_What you are asked to do_:
Below is some data. Retype exactly the lines starting at the one with "validate_pipeline(descriptor)?;" and ending at the one with "match (clean, html)".

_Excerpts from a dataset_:

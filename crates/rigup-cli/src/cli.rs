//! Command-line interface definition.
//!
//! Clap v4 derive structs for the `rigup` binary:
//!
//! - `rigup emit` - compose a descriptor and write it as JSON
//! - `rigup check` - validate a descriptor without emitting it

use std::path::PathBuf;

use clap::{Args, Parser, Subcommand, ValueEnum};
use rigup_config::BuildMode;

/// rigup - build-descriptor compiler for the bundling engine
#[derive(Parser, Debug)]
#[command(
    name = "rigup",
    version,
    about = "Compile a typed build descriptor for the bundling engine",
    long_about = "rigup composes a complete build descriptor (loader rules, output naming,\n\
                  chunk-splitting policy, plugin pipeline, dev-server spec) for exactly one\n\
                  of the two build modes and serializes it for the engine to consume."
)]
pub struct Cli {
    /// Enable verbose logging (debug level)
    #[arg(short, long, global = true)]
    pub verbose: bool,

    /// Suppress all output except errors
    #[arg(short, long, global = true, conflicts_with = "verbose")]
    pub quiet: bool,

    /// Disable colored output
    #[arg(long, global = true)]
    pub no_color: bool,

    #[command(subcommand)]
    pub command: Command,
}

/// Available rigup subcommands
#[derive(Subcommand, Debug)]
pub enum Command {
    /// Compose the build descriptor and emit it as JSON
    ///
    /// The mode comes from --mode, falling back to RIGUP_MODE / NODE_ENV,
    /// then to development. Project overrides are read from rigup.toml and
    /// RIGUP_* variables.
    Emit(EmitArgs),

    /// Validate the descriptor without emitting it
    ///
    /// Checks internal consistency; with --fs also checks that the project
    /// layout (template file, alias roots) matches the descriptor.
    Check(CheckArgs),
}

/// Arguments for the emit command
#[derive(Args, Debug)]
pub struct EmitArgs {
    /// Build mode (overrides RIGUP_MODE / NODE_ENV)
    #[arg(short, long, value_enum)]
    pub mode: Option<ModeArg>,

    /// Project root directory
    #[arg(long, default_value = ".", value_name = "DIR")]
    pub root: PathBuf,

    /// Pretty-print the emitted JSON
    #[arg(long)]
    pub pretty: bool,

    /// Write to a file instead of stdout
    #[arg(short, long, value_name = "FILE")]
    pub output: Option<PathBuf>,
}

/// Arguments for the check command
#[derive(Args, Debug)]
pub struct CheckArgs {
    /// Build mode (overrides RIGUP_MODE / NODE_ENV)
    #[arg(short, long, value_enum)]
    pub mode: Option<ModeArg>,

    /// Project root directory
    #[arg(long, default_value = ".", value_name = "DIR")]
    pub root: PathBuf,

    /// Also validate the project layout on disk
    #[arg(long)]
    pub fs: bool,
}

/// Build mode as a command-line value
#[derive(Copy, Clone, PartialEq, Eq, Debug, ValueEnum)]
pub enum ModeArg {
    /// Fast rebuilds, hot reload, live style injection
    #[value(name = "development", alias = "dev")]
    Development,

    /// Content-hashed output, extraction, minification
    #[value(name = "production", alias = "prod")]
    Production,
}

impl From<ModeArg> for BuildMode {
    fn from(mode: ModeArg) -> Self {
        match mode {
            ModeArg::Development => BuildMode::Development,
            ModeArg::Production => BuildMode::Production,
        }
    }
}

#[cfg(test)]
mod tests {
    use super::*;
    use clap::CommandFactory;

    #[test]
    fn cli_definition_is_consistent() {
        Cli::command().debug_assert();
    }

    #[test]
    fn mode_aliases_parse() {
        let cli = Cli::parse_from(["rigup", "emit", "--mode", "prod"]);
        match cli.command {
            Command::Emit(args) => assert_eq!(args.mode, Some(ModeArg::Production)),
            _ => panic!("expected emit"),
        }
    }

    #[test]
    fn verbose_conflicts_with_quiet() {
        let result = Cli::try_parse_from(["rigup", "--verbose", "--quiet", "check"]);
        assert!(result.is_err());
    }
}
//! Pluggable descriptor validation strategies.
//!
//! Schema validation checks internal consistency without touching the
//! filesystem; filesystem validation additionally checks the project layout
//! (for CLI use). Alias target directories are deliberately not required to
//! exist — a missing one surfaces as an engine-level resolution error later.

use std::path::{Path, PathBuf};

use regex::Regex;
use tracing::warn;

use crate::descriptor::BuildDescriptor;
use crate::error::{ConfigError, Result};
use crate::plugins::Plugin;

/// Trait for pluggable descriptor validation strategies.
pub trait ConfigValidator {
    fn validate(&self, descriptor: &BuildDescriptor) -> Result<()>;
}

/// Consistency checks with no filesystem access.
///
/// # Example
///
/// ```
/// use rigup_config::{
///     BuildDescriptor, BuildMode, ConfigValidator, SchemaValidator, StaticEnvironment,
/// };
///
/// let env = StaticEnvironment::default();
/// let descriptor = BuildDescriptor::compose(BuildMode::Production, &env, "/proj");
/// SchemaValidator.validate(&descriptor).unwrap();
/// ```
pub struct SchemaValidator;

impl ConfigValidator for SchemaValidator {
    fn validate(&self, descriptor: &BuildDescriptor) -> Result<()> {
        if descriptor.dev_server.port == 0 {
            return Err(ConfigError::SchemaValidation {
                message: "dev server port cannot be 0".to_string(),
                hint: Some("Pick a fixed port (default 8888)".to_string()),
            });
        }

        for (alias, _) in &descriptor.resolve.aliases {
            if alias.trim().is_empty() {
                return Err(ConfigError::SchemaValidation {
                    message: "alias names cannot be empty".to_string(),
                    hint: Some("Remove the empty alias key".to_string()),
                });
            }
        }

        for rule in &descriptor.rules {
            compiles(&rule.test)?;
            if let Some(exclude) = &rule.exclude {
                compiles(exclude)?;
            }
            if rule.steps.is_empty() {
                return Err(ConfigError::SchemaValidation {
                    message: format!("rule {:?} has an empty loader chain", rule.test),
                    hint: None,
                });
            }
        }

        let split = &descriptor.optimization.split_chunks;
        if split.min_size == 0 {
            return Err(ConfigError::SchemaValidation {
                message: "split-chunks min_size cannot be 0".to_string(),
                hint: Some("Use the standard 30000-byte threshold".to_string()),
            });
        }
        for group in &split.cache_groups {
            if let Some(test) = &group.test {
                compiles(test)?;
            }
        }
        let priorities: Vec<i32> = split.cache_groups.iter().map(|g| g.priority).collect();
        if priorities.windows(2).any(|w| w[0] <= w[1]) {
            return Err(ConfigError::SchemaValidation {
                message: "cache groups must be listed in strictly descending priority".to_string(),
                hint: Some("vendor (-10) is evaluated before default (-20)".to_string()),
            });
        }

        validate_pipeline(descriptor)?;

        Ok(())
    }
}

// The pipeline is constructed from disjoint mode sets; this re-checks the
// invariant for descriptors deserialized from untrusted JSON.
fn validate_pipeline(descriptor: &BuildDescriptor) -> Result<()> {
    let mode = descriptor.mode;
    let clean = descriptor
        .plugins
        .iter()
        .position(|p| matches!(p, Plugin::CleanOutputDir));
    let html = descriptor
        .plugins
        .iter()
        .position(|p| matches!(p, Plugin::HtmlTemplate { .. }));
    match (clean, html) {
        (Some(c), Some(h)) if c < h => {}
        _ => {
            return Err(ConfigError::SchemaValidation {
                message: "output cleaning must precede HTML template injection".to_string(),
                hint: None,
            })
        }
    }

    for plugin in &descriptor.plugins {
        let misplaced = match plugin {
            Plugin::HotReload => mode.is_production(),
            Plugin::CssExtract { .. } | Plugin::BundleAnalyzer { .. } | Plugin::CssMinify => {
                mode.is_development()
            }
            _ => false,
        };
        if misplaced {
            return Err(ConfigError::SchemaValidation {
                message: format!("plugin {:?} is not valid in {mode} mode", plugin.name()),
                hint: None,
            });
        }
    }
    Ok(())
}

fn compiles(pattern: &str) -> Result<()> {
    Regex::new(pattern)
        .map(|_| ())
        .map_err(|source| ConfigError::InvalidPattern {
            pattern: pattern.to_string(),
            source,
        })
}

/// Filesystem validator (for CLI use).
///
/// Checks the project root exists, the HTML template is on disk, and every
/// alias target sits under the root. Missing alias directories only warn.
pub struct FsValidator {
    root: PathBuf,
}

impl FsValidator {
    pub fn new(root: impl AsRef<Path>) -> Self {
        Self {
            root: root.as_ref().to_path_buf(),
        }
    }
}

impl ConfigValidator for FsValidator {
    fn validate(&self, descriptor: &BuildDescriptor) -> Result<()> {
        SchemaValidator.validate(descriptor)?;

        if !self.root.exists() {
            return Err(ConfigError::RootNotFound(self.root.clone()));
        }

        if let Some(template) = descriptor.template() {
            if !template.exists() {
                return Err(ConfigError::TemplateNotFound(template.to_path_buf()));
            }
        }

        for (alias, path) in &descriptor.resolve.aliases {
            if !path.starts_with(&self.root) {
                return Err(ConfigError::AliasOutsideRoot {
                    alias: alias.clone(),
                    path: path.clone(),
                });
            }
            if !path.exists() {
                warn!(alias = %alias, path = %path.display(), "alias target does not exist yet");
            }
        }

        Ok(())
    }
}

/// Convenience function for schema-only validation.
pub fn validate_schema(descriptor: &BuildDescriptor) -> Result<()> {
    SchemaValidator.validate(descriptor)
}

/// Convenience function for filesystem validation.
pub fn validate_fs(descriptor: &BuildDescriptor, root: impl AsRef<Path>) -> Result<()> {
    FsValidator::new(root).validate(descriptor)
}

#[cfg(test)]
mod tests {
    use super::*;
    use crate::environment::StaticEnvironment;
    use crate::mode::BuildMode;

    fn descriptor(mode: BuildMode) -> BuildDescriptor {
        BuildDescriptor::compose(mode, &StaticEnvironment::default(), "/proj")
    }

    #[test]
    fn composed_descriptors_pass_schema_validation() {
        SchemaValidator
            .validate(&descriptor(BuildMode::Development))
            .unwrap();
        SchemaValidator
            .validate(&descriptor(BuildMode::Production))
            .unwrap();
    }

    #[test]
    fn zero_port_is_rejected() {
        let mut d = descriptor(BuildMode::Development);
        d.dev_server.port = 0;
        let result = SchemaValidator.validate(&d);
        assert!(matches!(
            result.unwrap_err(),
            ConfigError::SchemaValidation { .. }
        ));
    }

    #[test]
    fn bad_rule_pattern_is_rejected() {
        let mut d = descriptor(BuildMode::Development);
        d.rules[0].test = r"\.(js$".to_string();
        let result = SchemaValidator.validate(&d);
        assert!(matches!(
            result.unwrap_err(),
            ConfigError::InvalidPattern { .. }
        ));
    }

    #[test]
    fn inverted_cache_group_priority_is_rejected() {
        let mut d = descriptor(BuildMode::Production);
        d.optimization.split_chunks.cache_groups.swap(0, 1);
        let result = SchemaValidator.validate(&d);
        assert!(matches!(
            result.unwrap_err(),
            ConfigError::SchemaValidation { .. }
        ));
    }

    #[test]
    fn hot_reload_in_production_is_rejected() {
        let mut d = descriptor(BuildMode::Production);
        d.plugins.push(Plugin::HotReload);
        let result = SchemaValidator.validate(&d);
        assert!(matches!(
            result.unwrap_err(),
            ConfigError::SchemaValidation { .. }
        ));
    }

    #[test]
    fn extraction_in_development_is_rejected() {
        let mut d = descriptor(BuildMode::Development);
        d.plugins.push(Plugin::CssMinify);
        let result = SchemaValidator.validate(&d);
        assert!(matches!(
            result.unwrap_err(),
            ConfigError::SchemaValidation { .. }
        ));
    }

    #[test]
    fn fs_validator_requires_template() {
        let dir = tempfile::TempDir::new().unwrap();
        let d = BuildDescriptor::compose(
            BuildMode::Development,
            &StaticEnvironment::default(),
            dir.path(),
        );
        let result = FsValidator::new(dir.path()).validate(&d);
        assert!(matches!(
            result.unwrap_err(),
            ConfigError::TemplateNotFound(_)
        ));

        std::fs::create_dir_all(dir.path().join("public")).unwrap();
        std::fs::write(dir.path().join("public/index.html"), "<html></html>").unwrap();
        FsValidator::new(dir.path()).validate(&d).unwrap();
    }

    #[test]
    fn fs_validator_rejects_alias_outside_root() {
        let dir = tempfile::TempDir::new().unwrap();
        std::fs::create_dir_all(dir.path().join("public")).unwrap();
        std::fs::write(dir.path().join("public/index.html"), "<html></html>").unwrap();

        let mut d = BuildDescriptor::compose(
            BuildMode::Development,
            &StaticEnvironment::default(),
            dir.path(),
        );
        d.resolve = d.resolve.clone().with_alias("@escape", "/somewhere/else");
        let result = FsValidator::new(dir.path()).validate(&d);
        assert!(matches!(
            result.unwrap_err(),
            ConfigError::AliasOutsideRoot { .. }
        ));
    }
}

_Task solution_:
        validate_pipeline(descriptor)?;

        Ok(())
    }
}

// The pipeline is constructed from disjoint mode sets; this re-checks the
// invariant for descriptors deserialized from untrusted JSON.
fn validate_pipeline(descriptor: &BuildDescriptor) -> Result<()> {
    let mode = descriptor.mode;
    let clean = descriptor
        .plugins
        .iter()
        .position(|p| matches!(p, Plugin::CleanOutputDir));
    let html = descriptor
        .plugins
        .iter()
        .position(|p| matches!(p, Plugin::HtmlTemplate { .. }));
    match (clean, html) {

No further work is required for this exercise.